The trigger program should use both the USROPN and COMMIT(myIndVar)
keywords on the f-spec. Along with ACTGRP(*CALLER) h-spec.

That way it can check the commit flag in the buffer before opening any
files the trigger will update.

Then either open the files with commitment control, or without.

Now if the trigger is fired by a process using commitment control, the
updates made by the trigger will also be rolled back.

Charles

On Wed, Jun 6, 2018 at 9:58 AM Craig Richards <craig@xxxxxxxxxxxxxxxx>
wrote:

Hi All,

I'm just trying to consider the implications of having an RPGLE trigger
program on a file which is being updated by many programs, some of which
use commit control and some of which do not.

At the moment the trigger program runs in the caller's activation group and
is not using commit control itself.

The first thing I noticed is that the trigger program gets called when the
UPDATE is performed, not the COMMIT, I guess I can understand why this
might be in terms of database integrity but it makes life tricky because if
the application decides to do ROLLBK, the trigger has already done it's
stuff and in my case is initiating asynchronous processing which could only
be undone by building a set of reversal transactions.

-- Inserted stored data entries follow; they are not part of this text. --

use bilge::prelude::*;

/// The remote station address (RSA): a 6-bit identifier for the control
/// center this endpoint talks to. Values above 63 are invalid.
#[derive(Clone, Copy, PartialEq, Eq, Debug)]
pub struct RemoteStationAddress(u8);

impl RemoteStationAddress {
	pub const MAX: u8 = 63;

	/// Builds a validated remote station address, rejecting anything above 63.
	pub fn new(value: u8) -> Option<Self> {
		(value <= Self::MAX).then_some(Self(value))
	}

	pub fn value(self) -> u8 {
		self.0
	}

	/// The link address used in frames travelling center → PA that acknowledge
	/// (suffix `0b11`).
	pub fn addr_a(self) -> u8 {
		LinkAddress::new(u2::new(0b11), u6::new(self.0)).into()
	}

	/// The link address used in frames travelling PA → center (suffix `0b01`).
	pub fn addr_b(self) -> u8 {
		LinkAddress::new(u2::new(0b01), u6::new(self.0)).into()
	}
}

/// The byte layout of a link address: a direction suffix in the low two bits,
/// the remote station address in the high six.
#[bitsize(8)]
#[derive(Clone, Copy)]
struct LinkAddress {
	suffix: u2,
	rsa: u6,
}
//! Wire-level types shared by every HNZ path: link addresses, frame codes,
//! the TS image, and the decode/encode logic for application messages.

pub mod address;
pub mod codes;
pub mod decode;
pub mod encode;
pub mod frame;
pub mod image;

pub use address::RemoteStationAddress;
pub use decode::{decode, repeat_bit, Event};
pub use encode::{encode, IngestParameters, MsgCode};
pub use frame::{Frame, FrameCodec, TcpFrameCodec, MAX_FRAME_LEN};
pub use image::TsImage;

Which brings me to my second point.

If the Application performs a ROLLBK rather than a COMMIT, I thought that
the subsequent change to the database would fire the trigger program again.
Allowing me the possibility to build a reversing transaction. My testing so
far indicates that the trigger program only gets called after the initial
UPDATE and not as a result of the ROLLBK. This does not make sense to me.

I understand that I could build commit control into the trigger program but
in that case the normal design would be to have it in the same commit block
and controlled by the program doing the file update.
I don't see how this can work well because the trigger programs gets called
by the UPDATE, at which point it goes ahead and does it's processing. If a
rollback ensues, it's too late, the trigger program has already initiated
the asynchronous processing. Yet the trigger program cannot hold back it's
processing until the COMMIT because as far as I can see it only gets
invoked by the UPDATE.

Has anyone else wrestled with triggers and commitment control?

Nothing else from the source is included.